ソフトバンク王貞治前監督(68)が8日、取締役最高顧問に就任した。年内は顧問を務め、来年1月1日付で球団取締役会長に就任する。会長としての初仕事はチーム編成で、「現場をバックアップするため、少々強引なところを出してやらせてもらう」と大補強を宣言した。選手の情報収集から獲得交渉までチーム再建をバックアップする。また後任監督に秋山幸二チーフコーチ(46)の就任を正式に発表。契約期間は3年で背番号は81。王イズム継承でV奪回を誓った。

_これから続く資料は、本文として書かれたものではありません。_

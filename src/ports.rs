//! Debug-port discovery.
//!
//! Debug connectivity needs TCP ports that are free on the target at launch
//! time. The caller supplies a candidate set (ports and inclusive ranges) and
//! [`PortList::find_free_port`] scans it with throwaway listeners. The probe
//! listener is released as soon as the port number is read back, so there is
//! a window between discovery and the child's own bind; the window is an
//! accepted limitation of this scheme, not something this module tries to
//! close.

use std::net::{Ipv4Addr, SocketAddrV4, TcpListener};

use crate::error::{AppError, Result};

/// Ordered, lazily consumed set of candidate TCP ports.
///
/// Candidates are consumed exactly once and never revisited: repeated
/// discovery calls on the same list keep advancing through the sequence, so
/// two allocations in one invocation cannot return the same port.
#[derive(Debug, Clone, PartialEq, Eq, Default)]
pub struct PortList {
    /// Remaining candidates as inclusive (low, high) ranges.
    ranges: Vec<(u16, u16)>,
}

impl PortList {
    /// Parse a candidate specifier: comma-separated ports and inclusive
    /// ranges, e.g. `"10000-10019"` or `"5039,10000-10010"`.
    ///
    /// # Errors
    ///
    /// Returns `InvalidPortRange` for empty specifiers, non-numeric ports,
    /// port 0, or ranges with low > high.
    pub fn parse(spec: &str) -> Result<Self> {
        let mut ranges = Vec::new();

        for part in spec.split(',') {
            let part = part.trim();
            let (low, high) = match part.split_once('-') {
                Some((low, high)) => (parse_port(low, spec)?, parse_port(high, spec)?),
                None => {
                    let port = parse_port(part, spec)?;
                    (port, port)
                }
            };
            if low > high {
                return Err(AppError::InvalidPortRange(spec.to_string()));
            }
            ranges.push((low, high));
        }

        Ok(Self { ranges })
    }

    /// Whether any candidates remain.
    pub fn has_more(&self) -> bool {
        !self.ranges.is_empty()
    }

    /// Take the next candidate, consuming it.
    pub fn next(&mut self) -> Option<u16> {
        let (low, high) = *self.ranges.first()?;
        if low == high {
            self.ranges.remove(0);
        } else {
            self.ranges[0].0 = low + 1;
        }
        Some(low)
    }

    /// Find the first candidate that can be bound and listened on right now.
    ///
    /// Returns `None` once the candidate set is exhausted, which is fatal for
    /// any launch mode that requires a port.
    pub fn find_free_port(&mut self) -> Option<u16> {
        while let Some(port) = self.next() {
            let addr = SocketAddrV4::new(Ipv4Addr::UNSPECIFIED, port);
            if let Ok(listener) = TcpListener::bind(addr)
                && let Ok(local) = listener.local_addr()
            {
                return Some(local.port());
            }
        }
        None
    }
}

fn parse_port(text: &str, spec: &str) -> Result<u16> {
    match text.trim().parse::<u16>() {
        Ok(0) | Err(_) => Err(AppError::InvalidPortRange(spec.to_string())),
        Ok(port) => Ok(port),
    }
}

所信表明する秋山新監督の隣で、来年から球団会長になる王前監督が戦闘モードに入っていた。ラスト采配で最下位と屈辱のシーズン。「もっと勢いのある状態でバトンタッチできると思っていた」と新監督に謝罪した上で、真っ先に目を向けたのは編成面だった。
王前監督
こういう結果になったゆえ、どうすべきか明確になった。できる限りのことをして、秋山新監督の力になれるようにしたい。相手投手、打者と勝負するより、自分と同じポジションの人と戦う方が厳しいんだという戦力補強で選手の危機感を盛り上げたい。

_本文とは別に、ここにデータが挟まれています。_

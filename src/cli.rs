//! Command-line surface.
//!
//! Flags are parsed up to the first non-flag token; that token and
//! everything after it are the target binary and its arguments, consumed
//! verbatim and never reordered here.

use std::path::PathBuf;

use clap::Parser;

use crate::config::{DEFAULTS_FILE, Defaults};
use crate::control::CONTROL_SOCKET_NAME;
use crate::error::{AppError, Result};
use crate::launch::{DebugMode, LaunchConfig};

/// Launch, monitor, and remotely stop one application on this device.
#[derive(Debug, Parser)]
#[command(name = "appcontrollerd")]
#[command(author, version, about, long_about = None)]
pub struct Cli {
    /// Signal the running instance to stop, then exit.
    #[arg(long)]
    pub stop: bool,

    /// Print the device's base and platform identifiers, then exit.
    #[arg(long)]
    pub show_platform: bool,

    /// Candidate debug ports: comma-separated ports and inclusive ranges,
    /// e.g. "10000-10019". Mandatory with either debug mode.
    #[arg(long, value_name = "RANGE")]
    pub port_range: Option<String>,

    /// Wrap the target in gdbserver listening on a discovered port.
    #[arg(long, conflicts_with = "debug_qml")]
    pub debug_gdb: bool,

    /// Instrument the target for QML debugging on a discovered port.
    #[arg(long)]
    pub debug_qml: bool,

    /// Control endpoint name override, for test isolation.
    #[arg(long, env = "APPCONTROLLER_CONTROL_NAME", default_value = CONTROL_SOCKET_NAME, hide = true)]
    pub control_name: String,

    /// Defaults-file path override, for test isolation.
    #[arg(long, env = "APPCONTROLLER_CONF", default_value = DEFAULTS_FILE, hide = true)]
    pub defaults_file: PathBuf,

    /// Target binary and its arguments, passed through verbatim.
    #[arg(trailing_var_arg = true, allow_hyphen_values = true, value_name = "BINARY [ARGS]...")]
    pub command: Vec<String>,
}

impl Cli {
    /// Assemble the immutable launch configuration for a normal launch.
    ///
    /// # Errors
    ///
    /// Returns `ConflictingDebugModes` if both debug toggles were requested
    /// (also enforced at parse time) and `NoCommand` when no target binary
    /// was given.
    pub fn launch_config(&self, defaults: Defaults) -> Result<LaunchConfig> {
        let debug_mode = match (self.debug_gdb, self.debug_qml) {
            (true, true) => return Err(AppError::ConflictingDebugModes),
            (true, false) => DebugMode::Gdb,
            (false, true) => DebugMode::Qml,
            (false, false) => DebugMode::None,
        };

        let mut command = self.command.iter();
        let binary = command.next().cloned().ok_or(AppError::NoCommand)?;

        Ok(LaunchConfig {
            binary,
            args: command.cloned().collect(),
            debug_mode,
            defaults,
        })
    }
}

#[cfg(test)]
mod tests {
    use super::*;

    fn parse(args: &[&str]) -> Cli {
        Cli::try_parse_from(std::iter::once("appcontrollerd").chain(args.iter().copied())).unwrap()
    }

    #[test]
    fn test_target_argv_is_verbatim() {
        let cli = parse(&["--debug-qml", "--port-range", "10000-10010", "/bin/app", "-x", "--stop"]);
        assert!(cli.debug_qml);
        assert_eq!(cli.port_range.as_deref(), Some("10000-10010"));
        // Tokens after the binary are the target's, even when they collide
        // with our own flag names.
        assert_eq!(cli.command, vec!["/bin/app", "-x", "--stop"]);
        assert!(!cli.stop);
    }

    #[test]
    fn test_debug_modes_conflict_at_parse_time() {
        let result = Cli::try_parse_from(["appcontrollerd", "--debug-gdb", "--debug-qml", "/bin/app"]);
        assert!(result.is_err());
    }

    #[test]
    fn test_launch_config_rejects_conflicting_modes() {
        let mut cli = parse(&["/bin/app"]);
        cli.debug_gdb = true;
        cli.debug_qml = true;
        assert!(matches!(
            cli.launch_config(Defaults::default()),
            Err(AppError::ConflictingDebugModes)
        ));
    }

    #[test]
    fn test_launch_config_requires_a_binary() {
        let cli = parse(&[]);
        assert!(matches!(
            cli.launch_config(Defaults::default()),
            Err(AppError::NoCommand)
        ));
    }

    #[test]
    fn test_launch_config_splits_binary_and_args() {
        let cli = parse(&["--debug-gdb", "/bin/app", "-a", "-b"]);
        let config = cli.launch_config(Defaults::default()).unwrap();
        assert_eq!(config.binary, "/bin/app");
        assert_eq!(config.args, vec!["-a", "-b"]);
        assert_eq!(config.debug_mode, DebugMode::Gdb);
    }
}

厳しいチーム内競争こそが再建の“特効薬”を強調した。近年では大村をFAで、多村をトレードで獲得した。若手育成と補強という2軸で強化を進めていたが、5年連続で優勝を逃した現実がある。王前監督は秋山新体制のため「秋山カラーを出せばいい」とした上で、強力なバックアップを誓った。来季GMの肩書は外れ、球団内外で幅広い仕事を任されるが、編成作業には積極的に関与していく姿勢だ。
王前監督
編成の中で一番現場を知っているし、ニーズを知っている。フロントの人より選手を見る目を持っていると自負している。監督を辞めたから言えるのだが、今年の惨状をどうするかが急務。そこだけは現場をバックアップするため、少々強引なところを出してやらせてもらう。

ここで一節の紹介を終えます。